Nancy Wexler was 22 when she got the grim news. Arriving home in Los Angeles after studying abroad on a Fulbright scholarship, she learned that her mother, then 53, had been found to have Huntington's disease. Wexler was devastated. The genetic disorder, which afflicts 30,000 Americans, had claimed the lives of her three uncles and her maternal grandfather, and she was only too well aware of what lay ahead for her mother: mental deterioration, uncontrollable movements in all parts of the body and, after a decade or so, death.
Because her mother had Huntington's, Nancy realized that she herself had a 50% risk of carrying the defective gene. And if she had inherited that gene, her fate was sealed; she would eventually come down with the disease, which usually strikes adults between the ages of 30 and 50.

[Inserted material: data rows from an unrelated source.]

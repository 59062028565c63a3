//! Raw create-stream form input and its validation.
use crate::{
    error::{Error, Result},
    gateway::CreateStream,
};

/// Stream durations offered as presets, in seconds.
pub mod durations {
    /// 90 days.
    pub const THREE_MONTHS: u64 = 7_776_000;
    /// 180 days.
    pub const SIX_MONTHS: u64 = 15_552_000;
    /// 365 days.
    pub const ONE_YEAR: u64 = 31_536_000;
    /// 730 days.
    pub const TWO_YEARS: u64 = 63_072_000;

    /// Every preset with its label, shortest first.
    pub const PRESETS: [(&str, u64); 4] = [
        ("3 months", THREE_MONTHS),
        ("6 months", SIX_MONTHS),
        ("1 year", ONE_YEAR),
        ("2 years", TWO_YEARS),
    ];
}

/// Create-stream form fields, exactly as typed.
#[derive(Clone, Debug, PartialEq, Eq)]
pub struct CreateStreamForm {
    /// Recipient address.
    pub recipient: String,
    /// ERC-20 token address. Ignored for native streams.
    pub token_address: String,
    /// Decimal amount, in whole tokens.
    pub total_amount: String,
    /// Vesting start, Unix seconds.
    pub start_time: String,
    /// Cliff, in seconds.
    pub cliff_duration: String,
    /// Vesting duration after the cliff, in seconds.
    pub stream_duration: String,
    /// Whether the stream pays out the native currency.
    pub is_native_token: bool,
}

impl Default for CreateStreamForm {
    fn default() -> Self {
        Self {
            recipient: String::new(),
            token_address: String::new(),
            total_amount: String::new(),
            start_time: String::new(),
            cliff_duration: "0".to_owned(),
            stream_duration: String::new(),
            is_native_token: false,
        }
    }
}

impl CreateStreamForm {
    /// Checks every field and shapes the contract request.
    ///
    /// # Errors
    ///
    /// * [`Error::InvalidInput`] - Naming the first malformed field.
    pub fn validate(&self) -> Result<CreateStream> {
        let start_time = seconds("start time", &self.start_time)?;
        let cliff_duration = seconds("cliff duration", &self.cliff_duration)?;
        let stream_duration =
            seconds("stream duration", &self.stream_duration)?;

        CreateStream::new(
            &self.recipient,
            &self.token_address,
            &self.total_amount,
            start_time,
            cliff_duration,
            stream_duration,
            self.is_native_token,
        )
    }

    /// Sets the stream duration to one of the [`durations`] presets.
    pub fn set_stream_duration(&mut self, seconds: u64) {
        self.stream_duration = seconds.to_string();
    }

    /// Clears the form back to its defaults, keeping the token choice.
    pub fn reset(&mut self) {
        let is_native_token = self.is_native_token;
        *self = Self { is_native_token, ..Self::default() };
    }
}

fn seconds(field: &str, text: &str) -> Result<u64> {
    let text = text.trim();
    text.parse().map_err(|_| {
        Error::invalid_input(format!(
            "{field} must be a whole number of seconds, got `{text}`"
        ))
    })
}
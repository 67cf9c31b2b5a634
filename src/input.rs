//! Per-frame input snapshot
//!
//! Platform events are drained once per frame and the keyboard is sampled
//! into a plain `InputState`. Nothing is buffered between frames.

/// Keys the game cares about
#[derive(Debug, Clone, Copy, PartialEq, Eq, Hash)]
pub enum Key {
    Escape,
    /// Paddle 1 up
    W,
    /// Paddle 1 down
    S,
    /// Paddle 2 up
    I,
    /// Paddle 2 down
    K,
}

/// Discrete platform events
#[derive(Debug, Clone, Copy, PartialEq, Eq)]
pub enum PlatformEvent {
    /// Window closed or OS asked the app to quit
    Quit,
    /// Anything else; drained and ignored
    Other,
}

/// Source of events and keyboard state (window system, or a script in tests)
pub trait EventSource {
    /// Drain every pending event
    fn poll_events(&mut self) -> Vec<PlatformEvent>;
    /// Whether `key` is held right now
    fn is_pressed(&self, key: Key) -> bool;
}

/// Input for a single frame
#[derive(Debug, Clone, Copy, Default, PartialEq, Eq)]
pub struct InputState {
    pub quit_requested: bool,
    /// -1 up, +1 down, 0 none or both
    pub paddle1_intent: i32,
    pub paddle2_intent: i32,
}

/// Net direction from an up/down key pair
fn intent(up: bool, down: bool) -> i32 {
    let mut dir = 0;
    if up {
        dir -= 1;
    }
    if down {
        dir += 1;
    }
    dir
}

impl InputState {
    /// Build a snapshot from a quit flag and a key query
    pub fn from_keys(quit_event: bool, pressed: impl Fn(Key) -> bool) -> Self {
        Self {
            quit_requested: quit_event || pressed(Key::Escape),
            paddle1_intent: intent(pressed(Key::W), pressed(Key::S)),
            paddle2_intent: intent(pressed(Key::I), pressed(Key::K)),
        }
    }
}

/// Drain pending events and sample the keyboard
pub fn poll<E: EventSource + ?Sized>(source: &mut E) -> InputState {
    let quit_event = source
        .poll_events()
        .iter()
        .any(|e| *e == PlatformEvent::Quit);
    InputState::from_keys(quit_event, |key| source.is_pressed(key))
}

#[cfg(test)]
mod tests {
    use super::*;
    use crate::platform::headless::ScriptedInput;

    #[test]
    fn test_intent_pairs() {
        let snap = InputState::from_keys(false, |k| k == Key::W);
        assert_eq!(snap.paddle1_intent, -1);
        assert_eq!(snap.paddle2_intent, 0);

        let snap = InputState::from_keys(false, |k| k == Key::K);
        assert_eq!(snap.paddle2_intent, 1);

        // Both keys cancel out
        let snap = InputState::from_keys(false, |k| matches!(k, Key::I | Key::K | Key::S));
        assert_eq!(snap.paddle1_intent, 1);
        assert_eq!(snap.paddle2_intent, 0);
        assert!(!snap.quit_requested);
    }

    #[test]
    fn test_escape_quits() {
        let snap = InputState::from_keys(false, |k| k == Key::Escape);
        assert!(snap.quit_requested);
    }

    #[test]
    fn test_poll_consumes_events_once() {
        let mut source = ScriptedInput::new();
        source.push_event(PlatformEvent::Other);
        source.push_event(PlatformEvent::Quit);
        source.hold(Key::S);

        let first = poll(&mut source);
        assert!(first.quit_requested);
        assert_eq!(first.paddle1_intent, 1);

        let second = poll(&mut source);
        assert!(!second.quit_requested);
        assert_eq!(second.paddle1_intent, 1);
    }
}
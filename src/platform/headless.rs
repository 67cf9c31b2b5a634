//! In-memory backend
//!
//! A canvas that records draw calls, an input source driven by the caller and
//! a clock that only moves when told to. Used by tests and by builds without
//! a window system.

use std::collections::{HashSet, VecDeque};

use super::PlatformError;
use crate::input::{EventSource, Key, PlatformEvent};
use crate::pacer::Clock;
use crate::renderer::{Canvas, Color, FilledRect};

/// One recorded canvas call
#[derive(Debug, Clone, Copy, PartialEq, Eq)]
pub enum DrawCall {
    SetColor(Color),
    Clear,
    Fill(FilledRect),
    Present,
}

/// Canvas that keeps the calls of the most recent frame
#[derive(Debug, Default)]
pub struct HeadlessCanvas {
    calls: Vec<DrawCall>,
    frames: u64,
    presented: bool,
    fail_fills: bool,
}

impl HeadlessCanvas {
    pub fn new() -> Self {
        Self::default()
    }

    /// Calls since the previous `present` (inclusive of the current one)
    pub fn calls(&self) -> &[DrawCall] {
        &self.calls
    }

    /// Rectangles filled in the most recent frame
    pub fn filled(&self) -> Vec<FilledRect> {
        self.calls
            .iter()
            .filter_map(|c| match c {
                DrawCall::Fill(r) => Some(*r),
                _ => None,
            })
            .collect()
    }

    pub fn frames(&self) -> u64 {
        self.frames
    }

    /// Make every `fill_rect` fail
    pub fn fail_fills(&mut self, fail: bool) {
        self.fail_fills = fail;
    }

    fn record(&mut self, call: DrawCall) {
        if self.presented {
            self.calls.clear();
            self.presented = false;
        }
        self.calls.push(call);
    }
}

impl Canvas for HeadlessCanvas {
    fn set_draw_color(&mut self, color: Color) {
        self.record(DrawCall::SetColor(color));
    }

    fn clear(&mut self) {
        self.record(DrawCall::Clear);
    }

    fn fill_rect(&mut self, rect: FilledRect) -> Result<(), PlatformError> {
        if self.fail_fills {
            return Err(PlatformError::Draw(format!("{:?} rejected", rect)));
        }
        self.record(DrawCall::Fill(rect));
        Ok(())
    }

    fn present(&mut self) {
        self.record(DrawCall::Present);
        self.presented = true;
        self.frames += 1;
    }
}

/// Input source fed by the caller: queued events plus a set of held keys
#[derive(Debug, Default)]
pub struct ScriptedInput {
    pending: VecDeque<PlatformEvent>,
    held: HashSet<Key>,
}

impl ScriptedInput {
    pub fn new() -> Self {
        Self::default()
    }

    pub fn push_event(&mut self, event: PlatformEvent) {
        self.pending.push_back(event);
    }

    pub fn hold(&mut self, key: Key) {
        self.held.insert(key);
    }

    pub fn release(&mut self, key: Key) {
        self.held.remove(&key);
    }
}

impl EventSource for ScriptedInput {
    fn poll_events(&mut self) -> Vec<PlatformEvent> {
        self.pending.drain(..).collect()
    }

    fn is_pressed(&self, key: Key) -> bool {
        self.held.contains(&key)
    }
}

/// Clock that only advances explicitly or by waiting
#[derive(Debug, Clone)]
pub struct ManualClock {
    now_ms: u64,
}

impl ManualClock {
    pub fn new(start_ms: u64) -> Self {
        Self { now_ms: start_ms }
    }

    pub fn advance(&mut self, ms: u64) {
        self.now_ms += ms;
    }
}

impl Clock for ManualClock {
    fn now_ms(&self) -> u64 {
        self.now_ms
    }

    fn wait_until(&mut self, deadline_ms: u64) {
        self.now_ms = self.now_ms.max(deadline_ms);
    }
}

#[cfg(test)]
mod tests {
    use super::*;

    #[test]
    fn test_canvas_keeps_last_frame() {
        let mut canvas = HeadlessCanvas::new();
        canvas.clear();
        canvas.present();
        canvas.clear();
        canvas.fill_rect(FilledRect::new(1, 2, 3, 4)).unwrap();
        canvas.present();
        assert_eq!(canvas.frames(), 2);
        assert_eq!(canvas.filled(), vec![FilledRect::new(1, 2, 3, 4)]);
        assert_eq!(canvas.calls().len(), 3);
    }

    #[test]
    fn test_scripted_input() {
        let mut input = ScriptedInput::new();
        input.push_event(PlatformEvent::Quit);
        input.hold(Key::W);
        assert_eq!(input.poll_events(), vec![PlatformEvent::Quit]);
        assert!(input.poll_events().is_empty());
        assert!(input.is_pressed(Key::W));
        input.release(Key::W);
        assert!(!input.is_pressed(Key::W));
    }

    #[test]
    fn test_manual_clock_never_rewinds() {
        let mut clock = ManualClock::new(50);
        clock.wait_until(40);
        assert_eq!(clock.now_ms(), 50);
        clock.wait_until(66);
        assert_eq!(clock.now_ms(), 66);
    }
}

Those dismaying revelations had a profound effect on Wexler, becoming the driving force in her remarkable career and largely shaping her personal life. Today, at 46, she is best known for her work -- which involved tracing the family tree of thousands of Venezuelans -- that led to the development of a highly accurate test for the Huntington's gene. She is president of the Hereditary Disease Foundation and chairs a key advisory group of the $3 billion Human Genome Project, which is attempting to identify all of the more than 100,000 human genes and pinpoint their locations on the 46 chromosomes. As a clinical psychologist at Columbia University, she conducts research and counsels people suffering from Huntington's.
Wexler credits her father, now 83 and still a practicing psychoanalyst in Los Angeles, with motivating her on the day that he told her about her mother's illness and discussed the fact that she was at risk as well. "Practically in the same breath," she recalls, "he said, 'And we're going to fight it.' " He informed Nancy and her sister that he had started a group dedicated to curing Huntington's and had begun organizing workshops at which scientists could plan their attack on the still mysterious cause of the disease. "It was really therapeutic," Nancy says. "It gave us something to hold on to. At the time, we all thought we might find a treatment in time to save my mother. We were pretty naive."
Enrolling in graduate school at the University of Michigan at Ann Arbor, Wexler set her sights on a doctoral degree in clinical psychology, and chose Huntington's disease as her thesis subject. She also set up a Huntington's group in nearby Detroit, working with afflicted families there.
"At first, in Ann Arbor, I didn't tell anyone about being at risk," she says. "I was too stunned, but I was also embarrassed about it, ashamed." In Detroit, however, surrounded by Huntington's families, she freely discussed her risk and her emotions. "So I had this kind of schizophrenic life between my Detroit world and my Ann Arbor world," she recalls. "One was my sick world, and one was my healthy world, and I would commute."